ResNet-18
Property | Value |
---|---|
Parameter Count | 11.7M parameters |
License | Apache 2.0 |
Framework Support | PyTorch, TensorFlow |
Paper | Deep Residual Learning for Image Recognition |
Dataset | ImageNet-1k |
What is ResNet-18?
ResNet-18 is a deep convolutional neural network architecture developed by Microsoft that revolutionized computer vision with its innovative residual learning framework. As part of the ResNet family, it features 18 layers and was trained on the ImageNet-1k dataset, making it highly effective for image classification tasks.
Implementation Details
The model implements residual connections that allow for better gradient flow during training, effectively solving the vanishing gradient problem in deep networks. It uses a F32 tensor type and provides both PyTorch and TensorFlow implementations for flexibility in deployment.

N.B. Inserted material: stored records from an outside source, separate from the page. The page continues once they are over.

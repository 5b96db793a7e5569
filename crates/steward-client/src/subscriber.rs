//! Event subscriber.

use std::path::Path;
use std::time::Duration;

use steward_protocol::{Event, Serializer, SubscribeStream};
use tracing::debug;

use crate::error::ClientResult;

/// Receives events whose names start with one of the subscribed prefixes.
pub struct Subscriber {
    stream: SubscribeStream,
}

impl Subscriber {
    /// Connects to the event socket at `path`. Nothing arrives until
    /// [`subscribe`](Self::subscribe) is called.
    pub async fn connect(path: impl AsRef<Path>, serializer: Serializer) -> ClientResult<Self> {
        let path = path.as_ref();
        debug!(socket = %path.display(), "Connecting to event socket");
        Ok(Self {
            stream: SubscribeStream::connect(path, serializer).await?,
        })
    }

    /// Starts receiving events named `prefix*`. The empty prefix matches all.
    pub async fn subscribe(&mut self, prefix: &str) -> ClientResult<()> {
        self.stream.subscribe(prefix).await?;
        Ok(())
    }

    pub async fn unsubscribe(&mut self, prefix: &str) -> ClientResult<()> {
        self.stream.unsubscribe(prefix).await?;
        Ok(())
    }

    pub fn subscriptions(&self) -> &[String] {
        self.stream.subscriptions()
    }

    /// Waits for the next event.
    pub async fn next_event(&mut self) -> ClientResult<Event> {
        Ok(self.stream.receive().await?)
    }

    /// Waits at most `timeout` for the next event.
    pub async fn next_event_timeout(&mut self, timeout: Duration) -> ClientResult<Event> {
        Ok(self.stream.receive_timeout(timeout).await?)
    }
}
//! Wire messages.
//!
//! These are logical shapes; the bytes depend on the configured
//! [`Serializer`](crate::Serializer).

use serde::{Deserialize, Serialize};
use serde_json::{Map, Value};

/// Keyword arguments and client context maps.
pub type Kwargs = Map<String, Value>;

/// A command invocation sent by a client.
#[derive(Debug, Clone, PartialEq, Serialize, Deserialize)]
pub struct Request {
    /// Dotted capability path, e.g. `tasks.schedule`.
    pub cmd: String,
    #[serde(default)]
    pub args: Vec<Value>,
    #[serde(default)]
    pub kwargs: Kwargs,
    /// Client context attached to every request (user name, host, ...).
    #[serde(default)]
    pub meta: Kwargs,
    /// Correlation token chosen by the client and echoed in every response.
    pub nonce: u64,
}

impl Request {
    pub fn new(cmd: impl Into<String>, nonce: u64) -> Self {
        Self {
            cmd: cmd.into(),
            args: Vec::new(),
            kwargs: Kwargs::new(),
            meta: Kwargs::new(),
            nonce,
        }
    }

    #[must_use]
    pub fn with_args(mut self, args: Vec<Value>) -> Self {
        self.args = args;
        self
    }

    #[must_use]
    pub fn with_kwargs(mut self, kwargs: Kwargs) -> Self {
        self.kwargs = kwargs;
        self
    }

    #[must_use]
    pub fn with_meta(mut self, meta: Kwargs) -> Self {
        self.meta = meta;
        self
    }

    #[must_use]
    pub fn arg(mut self, value: impl Into<Value>) -> Self {
        self.args.push(value.into());
        self
    }

    #[must_use]
    pub fn kwarg(mut self, key: impl Into<String>, value: impl Into<Value>) -> Self {
        self.kwargs.insert(key.into(), value.into());
        self
    }
}

/// A reply to one [`Request`].
///
/// Exactly one `Success` or `Error` ends a nonce; any number of `Partial`
/// may come first.
#[derive(Debug, Clone, PartialEq, Serialize, Deserialize)]
#[serde(tag = "type", rename_all = "snake_case")]
pub enum Response {
    #[serde(rename = "response")]
    Success { nonce: u64, response: Value },
    Error { nonce: u64, error: String },
    Partial {
        nonce: u64,
        partial: String,
        #[serde(default)]
        desc: String,
    },
}

impl Response {
    pub fn success(nonce: u64, response: impl Into<Value>) -> Self {
        Self::Success {
            nonce,
            response: response.into(),
        }
    }

    pub fn error(nonce: u64, error: impl Into<String>) -> Self {
        Self::Error {
            nonce,
            error: error.into(),
        }
    }

    pub fn partial(nonce: u64, tag: impl Into<String>, desc: impl Into<String>) -> Self {
        Self::Partial {
            nonce,
            partial: tag.into(),
            desc: desc.into(),
        }
    }

    pub fn nonce(&self) -> u64 {
        match self {
            Self::Success { nonce, .. } | Self::Error { nonce, .. } | Self::Partial { nonce, .. } => {
                *nonce
            }
        }
    }

    /// Whether this response ends its request.
    pub fn is_terminal(&self) -> bool {
        !matches!(self, Self::Partial { .. })
    }

    /// Converts a terminal response into its outcome. Partials yield `None`.
    pub fn into_outcome(self) -> Option<Result<Value, String>> {
        match self {
            Self::Success { response, .. } => Some(Ok(response)),
            Self::Error { error, .. } => Some(Err(error)),
            Self::Partial { .. } => None,
        }
    }
}

/// An event on the publish socket.
#[derive(Debug, Clone, PartialEq)]
pub struct Event {
    pub topic: String,
    pub payload: Value,
}

impl Event {
    pub fn new(topic: impl Into<String>, payload: Value) -> Self {
        Self {
            topic: topic.into(),
            payload,
        }
    }
}

#[cfg(test)]
mod tests {
    use super::*;
    use crate::Serializer;
    use serde_json::json;

    #[test]
    fn request_wire_shape() {
        let request = Request::new("deploy.start", 7)
            .arg("web")
            .arg(3)
            .kwarg("force", true)
            .with_meta(Kwargs::from_iter([("user".to_string(), json!("ops"))]));

        insta::assert_json_snapshot!(request, @r#"
        {
          "cmd": "deploy.start",
          "args": [
            "web",
            3
          ],
          "kwargs": {
            "force": true
          },
          "meta": {
            "user": "ops"
          },
          "nonce": 7
        }
        "#);
    }

    #[test]
    fn response_wire_shapes() {
        insta::assert_json_snapshot!(Response::success(1, json!({"ok": 1})), @r#"
        {
          "type": "response",
          "nonce": 1,
          "response": {
            "ok": 1
          }
        }
        "#);
        insta::assert_json_snapshot!(Response::error(2, "no such command"), @r#"
        {
          "type": "error",
          "nonce": 2,
          "error": "no such command"
        }
        "#);
        insta::assert_json_snapshot!(Response::partial(3, "progress", "2/5 hosts"), @r#"
        {
          "type": "partial",
          "nonce": 3,
          "partial": "progress",
          "desc": "2/5 hosts"
        }
        "#);
    }

    #[test]
    fn minimal_request_fills_defaults() {
        let request: Request = serde_json::from_value(json!({"cmd": "ping", "nonce": 1})).unwrap();
        assert_eq!(request, Request::new("ping", 1));
    }

    #[test]
    fn request_without_nonce_is_rejected() {
        let result = serde_json::from_value::<Request>(json!({"cmd": "ping"}));
        assert!(result.is_err());
    }

    #[test]
    fn terminal_and_partial() {
        assert!(Response::success(1, true).is_terminal());
        assert!(Response::error(1, "x").is_terminal());
        assert!(!Response::partial(1, "t", "d").is_terminal());
        assert_eq!(Response::partial(9, "t", "d").nonce(), 9);
        assert_eq!(
            Response::error(1, "boom").into_outcome(),
            Some(Err("boom".to_string()))
        );
        assert_eq!(Response::partial(1, "t", "d").into_outcome(), None);
    }

    #[test]
    fn messages_survive_binary_codec() {
        let serializer = Serializer::cbor().compressed();
        let request = Request::new("sh", 42).arg("uptime").kwarg("timeout", 1.5);
        let bytes = serializer.encode(&request).unwrap();
        assert_eq!(serializer.decode::<Request>(&bytes).unwrap(), request);

        let response = Response::partial(42, "stdout", "load average");
        let bytes = serializer.encode(&response).unwrap();
        assert_eq!(serializer.decode::<Response>(&bytes).unwrap(), response);
    }
}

- Utilizes skip connections to enable deeper network training
- Trained on ImageNet-1k with 1000 classification categories
- Supports modern deep learning frameworks
- Optimized for production deployment with Inference Endpoints
Core Capabilities
- High-accuracy image classification across 1000 categories
- Efficient feature extraction for transfer learning
- Production-ready inference with multiple framework support
- Lightweight architecture with only 11.7M parameters
Frequently Asked Questions
Q: What makes this model unique?
ResNet-18's key innovation lies in its residual learning framework, which allows for training of much deeper networks than previously possible. Despite being lightweight with 11.7M parameters, it maintains strong performance on image classification tasks.
Q: What are the recommended use cases?
The model is particularly well-suited for image classification tasks, transfer learning applications, and scenarios where a balance between model size and performance is crucial. It's ideal for production environments requiring reliable image analysis capabilities.